Oil exploration around Prue began circa 1911, and the Prue Field was opened east-northeast of town in 1920, becoming a major source of natural gas. The nearby East Osage City and Twin Creek oil fields have continued producing into the twenty-first century.

Keystone Dam construction began in 1956. By the time of completion in 1964, the lake covered 90 percent of the original town. Railroad service to Prue ended in 1964.

==Geography==
Prue is located 46 mi south of Pawhuska and 30 mi northwest of Tulsa. Prue lies on the Arkansas River arm of Lake Keystone.

According to the United States Census Bureau, the town has a total area of 0.4 sqmi, all land.

Prue is designated as "New Prue" because the original town is now under Lake Keystone, created when the Keystone Dam was completed in 1964.

==Demographics==

Historical population
| Census | Pop. | Note | %± |
| 1970 | 271 |  | — |
| 1980 | 554 |  | 104.4% |
| 1990 | 346 |  | −37.5% |
| 2000 | 433 |  | 25.1% |
| 2010 | 465 |  | 7.4% |
| 2020 | 374 |  | −19.6% |
U.S. Decennial Census

===2020 census===

As of the 2020 census, Prue had a population of 374. The median age was 43.0 years. 23.0% of residents were under the age of 18 and 20.3% of residents were 65 years of age or older. For every 100 females there were 95.8 males, and for every 100 females age 18 and over there were 100.0 males age 18 and over.

0.0% of residents lived in urban areas, while 100.0% lived in rural areas.

There were 147 households in Prue, of which 28.6% had children under the age of 18 living in them. Of all households, 50.3% were married-couple households, 25.2% were households with a male householder and no spouse or partner present, and 17.7% were households with a female householder and no spouse or partner present. About 25.1% of all households were made up of individuals and 9.5% had someone living alone who was 65 years of age or older.

There were 176 housing units, of which 16.5% were vacant. The homeowner vacancy rate was 0.8% and the rental vacancy rate was 4.2%.

Racial composition as of the 2020 census
| Race | Number | Percent |
|---|---|---|
| White | 314 | 84.0% |
| Black or African American | 0 | 0.0% |
| American Indian and Alaska Native | 31 | 8.3% |
| Asian | 0 | 0.0% |
| Native Hawaiian and Other Pacific Islander | 0 | 0.0% |
| Some other race | 2 | 0.5% |
| Two or more races | 27 | 7.2% |
| Hispanic or Latino (of any race) | 10 | 2.7% |

===2000 census===

As of the census of 2000, there were 433 people, 169 households, and 128 families residing in the town. The population density was 953.8 PD/sqmi. There were 196 housing units at an average density of 431.7 /sqmi. The racial makeup of the town was 86.61% White, 0.23% African American, 6.24% Native American, 0.23% Asian, and 6.70% from two or more races. Hispanic or Latino of any race were 0.69% of the population.

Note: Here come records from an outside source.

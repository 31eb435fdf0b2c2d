use axum::extract::{Request, State};
use axum::http::header;
use axum::middleware::Next;
use axum::response::Response;
use veritrail_core::AppError;

use crate::error::ApiResult;
use crate::state::AppState;

/// Resolves the bearer token into a request identity or rejects with 401.
pub async fn require_auth(
    State(state): State<AppState>,
    mut request: Request,
    next: Next,
) -> ApiResult<Response> {
    let token = request
        .headers()
        .get(header::AUTHORIZATION)
        .and_then(|value| value.to_str().ok())
        .and_then(|value| value.strip_prefix("Bearer "))
        .ok_or_else(|| AppError::Unauthorized("missing bearer token".to_owned()))?;

    let identity = state.identity_service.authenticate(token).await?;

    request.extensions_mut().insert(identity);
    Ok(next.run(request).await)
}
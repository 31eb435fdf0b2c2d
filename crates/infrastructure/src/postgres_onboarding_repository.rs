use async_trait::async_trait;
use serde_json::Value;
use sqlx::{FromRow, PgPool};
use uuid::Uuid;

use veritrail_application::{AuditEvent, OnboardingRecord, OnboardingRepository};
use veritrail_core::{AppError, AppResult, TenantId};
use veritrail_domain::{OnboardingDecision, OnboardingRequestSpec};

use crate::postgres_audit_repository::insert_audit_event;

/// PostgreSQL-backed repository for onboarding request persistence.
///
/// Every mutation and its audit row commit in one transaction.
#[derive(Clone)]
pub struct PostgresOnboardingRepository {
    pool: PgPool,
}

impl PostgresOnboardingRepository {
    /// Creates a repository with the provided connection pool.
    #[must_use]
    pub fn new(pool: PgPool) -> Self {
        Self { pool }
    }
}

const ONBOARDING_COLUMNS: &str = r#"
    id,
    kind,
    title,
    justification,
    payload,
    requested_by,
    workflow_stage,
    decided_by,
    decision_note,
    to_char(created_at AT TIME ZONE 'UTC', 'YYYY-MM-DD"T"HH24:MI:SS"Z"') AS created_at,
    to_char(updated_at AT TIME ZONE 'UTC', 'YYYY-MM-DD"T"HH24:MI:SS"Z"') AS updated_at
"#;

#[derive(Debug, FromRow)]
struct OnboardingRow {
    id: Uuid,
    kind: String,
    title: String,
    justification: String,
    payload: Value,
    requested_by: String,
    workflow_stage: String,
    decided_by: Option<String>,
    decision_note: Option<String>,
    created_at: String,
    updated_at: String,
}

impl From<OnboardingRow> for OnboardingRecord {
    fn from(row: OnboardingRow) -> Self {
        Self {
            request_id: row.id.to_string(),
            kind: row.kind,
            title: row.title,
            justification: row.justification,
            payload: row.payload,
            requested_by: row.requested_by,
            workflow_stage: row.workflow_stage,
            decided_by: row.decided_by,
            decision_note: row.decision_note,
            created_at: row.created_at,
            updated_at: row.updated_at,
        }
    }
}

#[async_trait]
impl OnboardingRepository for PostgresOnboardingRepository {
    async fn list_requests(&self, tenant_id: TenantId) -> AppResult<Vec<OnboardingRecord>> {
        let rows = sqlx::query_as::<_, OnboardingRow>(&format!(
            r#"
            SELECT {ONBOARDING_COLUMNS}
            FROM onboarding_requests
            WHERE tenant_id = $1
            ORDER BY created_at DESC
            "#
        ))
        .bind(tenant_id.as_uuid())
        .fetch_all(&self.pool)
        .await
        .map_err(|error| {
            AppError::Internal(format!("failed to list onboarding requests: {error}"))
        })?;

        Ok(rows.into_iter().map(OnboardingRecord::from).collect())
    }

    async fn find_request(
        &self,
        tenant_id: TenantId,
        request_id: &str,
    ) -> AppResult<Option<OnboardingRecord>> {
        let Ok(request_uuid) = Uuid::parse_str(request_id) else {
            return Ok(None);
        };

        let row = sqlx::query_as::<_, OnboardingRow>(&format!(
            r#"
            SELECT {ONBOARDING_COLUMNS}
            FROM onboarding_requests
            WHERE tenant_id = $1
                AND id = $2
            "#
        ))
        .bind(tenant_id.as_uuid())
        .bind(request_uuid)
        .fetch_optional(&self.pool)
        .await
        .map_err(|error| {
            AppError::Internal(format!("failed to load onboarding request: {error}"))
        })?;

        Ok(row.map(OnboardingRecord::from))
    }

    async fn create_request(
        &self,
        tenant_id: TenantId,
        spec: OnboardingRequestSpec,
        requested_by: &str,
        audit: AuditEvent,
    ) -> AppResult<OnboardingRecord> {
        let mut tx = self
            .pool
            .begin()
            .await
            .map_err(|error| AppError::Internal(format!("failed to open transaction: {error}")))?;

        let row = sqlx::query_as::<_, OnboardingRow>(&format!(
            r#"
            INSERT INTO onboarding_requests (tenant_id, kind, title, justification, payload, requested_by)
            VALUES ($1, $2, $3, $4, $5, $6)
            RETURNING {ONBOARDING_COLUMNS}
            "#
        ))
        .bind(tenant_id.as_uuid())
        .bind(spec.kind().as_str())
        .bind(spec.title().as_str())
        .bind(spec.justification().as_str())
        .bind(spec.payload())
        .bind(requested_by)
        .fetch_one(&mut *tx)
        .await
        .map_err(|error| {
            AppError::Internal(format!("failed to create onboarding request: {error}"))
        })?;

        insert_audit_event(
            &mut *tx,
            tenant_id,
            &audit,
            "onboarding_request",
            &row.id.to_string(),
        )
        .await?;

        tx.commit()
            .await
            .map_err(|error| AppError::Internal(format!("failed to commit onboarding request: {error}")))?;

        Ok(OnboardingRecord::from(row))
    }

    async fn record_decision(
        &self,
        tenant_id: TenantId,
        request_id: &str,
        decision: OnboardingDecision,
        decided_by: &str,
        note: Option<String>,
        audit: AuditEvent,
    ) -> AppResult<OnboardingRecord> {
        let request_uuid = Uuid::parse_str(request_id).map_err(|_| {
            AppError::NotFound(format!("onboarding request '{request_id}' not found"))
        })?;

        let mut tx = self
            .pool
            .begin()
            .await
            .map_err(|error| AppError::Internal(format!("failed to open transaction: {error}")))?;

        let row = sqlx::query_as::<_, OnboardingRow>(&format!(
            r#"
            UPDATE onboarding_requests
            SET workflow_stage = $3,
                decided_by = $4,
                decision_note = $5,
                updated_at = now()
            WHERE tenant_id = $1
                AND id = $2
            RETURNING {ONBOARDING_COLUMNS}
            "#
        ))
        .bind(tenant_id.as_uuid())
        .bind(request_uuid)
        .bind(decision.as_stage())
        .bind(decided_by)
        .bind(note)
        .fetch_optional(&mut *tx)
        .await
        .map_err(|error| {
            AppError::Internal(format!("failed to record onboarding decision: {error}"))
        })?
        .ok_or_else(|| {
            AppError::NotFound(format!("onboarding request '{request_id}' not found"))
        })?;

        insert_audit_event(&mut *tx, tenant_id, &audit, "onboarding_request", request_id).await?;

        tx.commit()
            .await
            .map_err(|error| AppError::Internal(format!("failed to commit onboarding request: {error}")))?;

        Ok(OnboardingRecord::from(row))
    }
}
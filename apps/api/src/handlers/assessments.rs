use axum::Json;
use axum::extract::{Extension, Path, State};
use axum::http::StatusCode;
use metrics::counter;
use veritrail_core::UserIdentity;
use veritrail_domain::WorkflowStage;

use crate::dto::{
    AdvanceStageRequest, AssessmentResponse, AssignAssessmentRequest, SubmitResponsesRequest,
};
use crate::error::ApiResult;
use crate::state::AppState;

/// Lists assessment assignments visible to the caller.
pub async fn list_assessments_handler(
    State(state): State<AppState>,
    Extension(user): Extension<UserIdentity>,
) -> ApiResult<Json<Vec<AssessmentResponse>>> {
    let assessments = state
        .assessment_service
        .list_assessments(&user)
        .await?
        .into_iter()
        .map(AssessmentResponse::from)
        .collect();

    Ok(Json(assessments))
}

/// Returns one assessment assignment.
pub async fn get_assessment_handler(
    State(state): State<AppState>,
    Extension(user): Extension<UserIdentity>,
    Path(assessment_id): Path<String>,
) -> ApiResult<Json<AssessmentResponse>> {
    let assessment = state
        .assessment_service
        .get_assessment(&user, &assessment_id)
        .await?;

    Ok(Json(AssessmentResponse::from(assessment)))
}

/// Assigns a questionnaire to a subject.
pub async fn assign_assessment_handler(
    State(state): State<AppState>,
    Extension(user): Extension<UserIdentity>,
    Json(request): Json<AssignAssessmentRequest>,
) -> ApiResult<(StatusCode, Json<AssessmentResponse>)> {
    let assessment = state
        .assessment_service
        .assign_assessment(&user, request.into_spec()?)
        .await?;

    Ok((StatusCode::CREATED, Json(AssessmentResponse::from(assessment))))
}

/// Stores questionnaire responses submitted by the assignee.
pub async fn submit_responses_handler(
    State(state): State<AppState>,
    Extension(user): Extension<UserIdentity>,
    Path(assessment_id): Path<String>,
    Json(request): Json<SubmitResponsesRequest>,
) -> ApiResult<Json<AssessmentResponse>> {
    let assessment = state
        .assessment_service
        .submit_responses(&user, &assessment_id, request.responses)
        .await?;

    Ok(Json(AssessmentResponse::from(assessment)))
}

/// Advances the assignment workflow stage.
pub async fn advance_assessment_stage_handler(
    State(state): State<AppState>,
    Extension(user): Extension<UserIdentity>,
    Path(assessment_id): Path<String>,
    Json(request): Json<AdvanceStageRequest>,
) -> ApiResult<Json<AssessmentResponse>> {
    let stage = WorkflowStage::new(request.stage)?;
    let assessment = state
        .assessment_service
        .advance_stage(&user, &assessment_id, stage)
        .await?;

    counter!("workflow_stage_advances_total", "resource" => "assessment").increment(1);
    Ok(Json(AssessmentResponse::from(assessment)))
}
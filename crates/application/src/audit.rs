use veritrail_core::UserIdentity;
use veritrail_domain::AuditAction;

/// Audit attributes persisted in the same transaction as the mutation they
/// describe.
///
/// Services hand the event to the repository mutation; the repository
/// completes the resource type and identifier, which for inserts are only
/// known once the row exists, and commits the audit row together with the
/// mutation. A failed audit write therefore rolls the mutation back.
#[derive(Debug, Clone, PartialEq, Eq)]
pub struct AuditEvent {
    /// Actor subject.
    pub subject: String,
    /// Stable action identifier.
    pub action: AuditAction,
    /// Optional human-readable detail.
    pub detail: Option<String>,
}

impl AuditEvent {
    /// Builds an event attributed to the acting identity.
    #[must_use]
    pub fn by(actor: &UserIdentity, action: AuditAction, detail: Option<String>) -> Self {
        Self {
            subject: actor.subject().to_owned(),
            action,
            detail,
        }
    }
}
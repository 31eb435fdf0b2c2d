//! Domain entities and invariants.

#![forbid(unsafe_code)]

mod agent;
mod assessment;
mod master_data;
mod message;
mod onboarding;
mod security;
mod tenant;
mod user;
mod vendor;
mod workflow;

pub use agent::{AgentProfile, AgentProfileInput};
pub use assessment::{
    AssessmentAssignmentSpec, AssessmentAssignmentSpecInput, AssessmentTarget, validate_responses,
};
pub use master_data::{
    MasterDataList, MasterDataListInput, MasterDataValue, MasterDataValueInput, SelectionMode,
};
pub use message::{MessageBody, ResourceKind};
pub use onboarding::{
    OnboardingDecision, OnboardingKind, OnboardingRequestSpec, OnboardingRequestSpecInput,
};
pub use security::{
    AuditAction, BusinessRuleCondition, BusinessRuleOperator, DataFilterRule, Permission,
    PermissionCategory, RowFilter, validate_data_filter,
};
pub use tenant::{LicenseTier, TenantProfile, TenantProfileInput};
pub use user::EmailAddress;
pub use vendor::{RiskTier, VendorProfile, VendorProfileInput};
pub use workflow::{LayoutType, WorkflowStage};
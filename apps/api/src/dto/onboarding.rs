use serde::{Deserialize, Serialize};
use serde_json::Value;
use ts_rs::TS;
use veritrail_application::OnboardingRecord;
use veritrail_core::{AppError, AppResult};
use veritrail_domain::{
    LayoutType, OnboardingDecision, OnboardingKind, OnboardingRequestSpec,
    OnboardingRequestSpecInput,
};

/// API representation of an onboarding request.
#[derive(Debug, Serialize, TS)]
#[ts(
    export,
    export_to = "../../../../packages/api-types/src/generated/onboarding-request-response.ts"
)]
pub struct OnboardingRequestResponse {
    /// Stable request identifier.
    pub request_id: String,
    /// Kind of record proposed, vendor or agent.
    pub kind: String,
    /// Short request title.
    pub title: String,
    /// Why the record should be onboarded.
    pub justification: String,
    /// Proposed record fields.
    #[ts(type = "unknown")]
    pub payload: Value,
    /// Subject who submitted the request.
    pub requested_by: String,
    /// Free-form workflow stage.
    pub workflow_stage: String,
    /// Layout derived from the workflow stage.
    pub layout_type: String,
    /// Subject who decided the request, once decided.
    pub decided_by: Option<String>,
    /// Optional note captured with the decision.
    pub decision_note: Option<String>,
    /// Creation timestamp in RFC3339.
    pub created_at: String,
    /// Last update timestamp in RFC3339.
    pub updated_at: String,
}

impl From<OnboardingRecord> for OnboardingRequestResponse {
    fn from(value: OnboardingRecord) -> Self {
        let layout_type = LayoutType::for_stage(&value.workflow_stage).as_str().to_owned();
        Self {
            request_id: value.request_id,
            kind: value.kind,
            title: value.title,
            justification: value.justification,
            payload: value.payload,
            requested_by: value.requested_by,
            workflow_stage: value.workflow_stage,
            layout_type,
            decided_by: value.decided_by,
            decision_note: value.decision_note,
            created_at: value.created_at,
            updated_at: value.updated_at,
        }
    }
}

/// Incoming payload for onboarding request submission.
#[derive(Debug, Deserialize, TS)]
#[ts(
    export,
    export_to = "../../../../packages/api-types/src/generated/submit-onboarding-request.ts"
)]
pub struct SubmitOnboardingRequest {
    /// Kind of record proposed, vendor or agent.
    pub kind: String,
    /// Short request title.
    pub title: String,
    /// Why the record should be onboarded.
    pub justification: String,
    /// Proposed record fields.
    #[ts(type = "unknown")]
    pub payload: Value,
}

impl SubmitOnboardingRequest {
    /// Validates the payload into a domain request spec.
    pub fn into_spec(self) -> AppResult<OnboardingRequestSpec> {
        let kind: OnboardingKind = self.kind.parse()?;
        OnboardingRequestSpec::new(OnboardingRequestSpecInput {
            kind,
            title: self.title,
            justification: self.justification,
            payload: self.payload,
        })
    }
}

/// Incoming payload for an onboarding decision.
#[derive(Debug, Deserialize, TS)]
#[ts(
    export,
    export_to = "../../../../packages/api-types/src/generated/decide-onboarding-request.ts"
)]
pub struct DecideOnboardingRequest {
    /// Either `approved` or `rejected`.
    pub decision: String,
    /// Optional note captured with the decision.
    pub note: Option<String>,
}

impl DecideOnboardingRequest {
    /// Parses the decision identifier.
    pub fn decision(&self) -> AppResult<OnboardingDecision> {
        match self.decision.as_str() {
            "approved" => Ok(OnboardingDecision::Approved),
            "rejected" => Ok(OnboardingDecision::Rejected),
            other => Err(AppError::Validation(format!(
                "decision must be 'approved' or 'rejected', got '{other}'"
            ))),
        }
    }
}
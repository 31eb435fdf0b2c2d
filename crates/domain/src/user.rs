use serde::{Deserialize, Serialize};
use veritrail_core::{AppError, AppResult};

/// Validated email address.
#[derive(Debug, Clone, PartialEq, Eq, Hash, Serialize, Deserialize)]
pub struct EmailAddress(String);

impl EmailAddress {
    /// Creates a validated email address.
    ///
    /// Performs basic structural validation: non-empty, contains exactly one `@`,
    /// local part and domain are non-empty, domain contains at least one `.`.
    pub fn new(value: impl Into<String>) -> AppResult<Self> {
        let value = value.into();
        let trimmed = value.trim().to_lowercase();

        if trimmed.is_empty() {
            return Err(AppError::Validation(
                "email address must not be empty".to_owned(),
            ));
        }

        let parts: Vec<&str> = trimmed.split('@').collect();
        if parts.len() != 2 {
            return Err(AppError::Validation(
                "email address must contain exactly one '@'".to_owned(),
            ));
        }

        let local = parts[0];
        let domain = parts[1];

        if local.is_empty() {
            return Err(AppError::Validation(
                "email local part must not be empty".to_owned(),
            ));
        }

        if domain.is_empty() || !domain.contains('.') {
            return Err(AppError::Validation(
                "email domain must contain at least one '.'".to_owned(),
            ));
        }

        if trimmed.len() > 254 {
            return Err(AppError::Validation(
                "email address must not exceed 254 characters".to_owned(),
            ));
        }

        Ok(Self(trimmed))
    }

    /// Returns the validated email string.
    #[must_use]
    pub fn as_str(&self) -> &str {
        self.0.as_str()
    }
}

impl From<EmailAddress> for String {
    fn from(value: EmailAddress) -> Self {
        value.0
    }
}

#[cfg(test)]
mod tests {
    use super::EmailAddress;

    #[test]
    fn valid_email_is_accepted_and_lowercased() {
        let email = EmailAddress::new("USER@Example.COM");
        assert!(email.is_ok());
        assert_eq!(
            email.unwrap_or_else(|_| panic!("test")).as_str(),
            "user@example.com"
        );
    }

    #[test]
    fn email_without_at_is_rejected() {
        assert!(EmailAddress::new("noatsign").is_err());
    }

    #[test]
    fn email_with_multiple_ats_is_rejected() {
        assert!(EmailAddress::new("user@host@example.com").is_err());
    }

    #[test]
    fn email_without_domain_dot_is_rejected() {
        assert!(EmailAddress::new("user@nodot").is_err());
    }

    #[test]
    fn empty_email_is_rejected() {
        assert!(EmailAddress::new("").is_err());
    }
}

There were 169 households, out of which 35.5% had children under the age of 18 living with them, 61.5% were married couples living together, 13.0% had a female householder with no husband present, and 23.7% were non-families. 20.7% of all households were made up of individuals, and 11.2% had someone living alone who was 65 years of age or older. The average household size was 2.56 and the average family size was 2.91.

In the town, the population was spread out, with 26.3% under the age of 18, 8.8% from 18 to 24, 27.5% from 25 to 44, 22.2% from 45 to 64, and 15.2% who were 65 years of age or older. The median age was 36 years. For every 100 females, there were 100.5 males. For every 100 females age 18 and over, there were 95.7 males.

The median income for a household in the town was $26,696, and the median income for a family was $32,917. Males had a median income of $26,667 versus $20,833 for females. The per capita income for the town was $13,335. About 9.4% of families and 14.0% of the population were below the poverty line, including 21.7% of those under age 18 and 10.4% of those age 65 or over.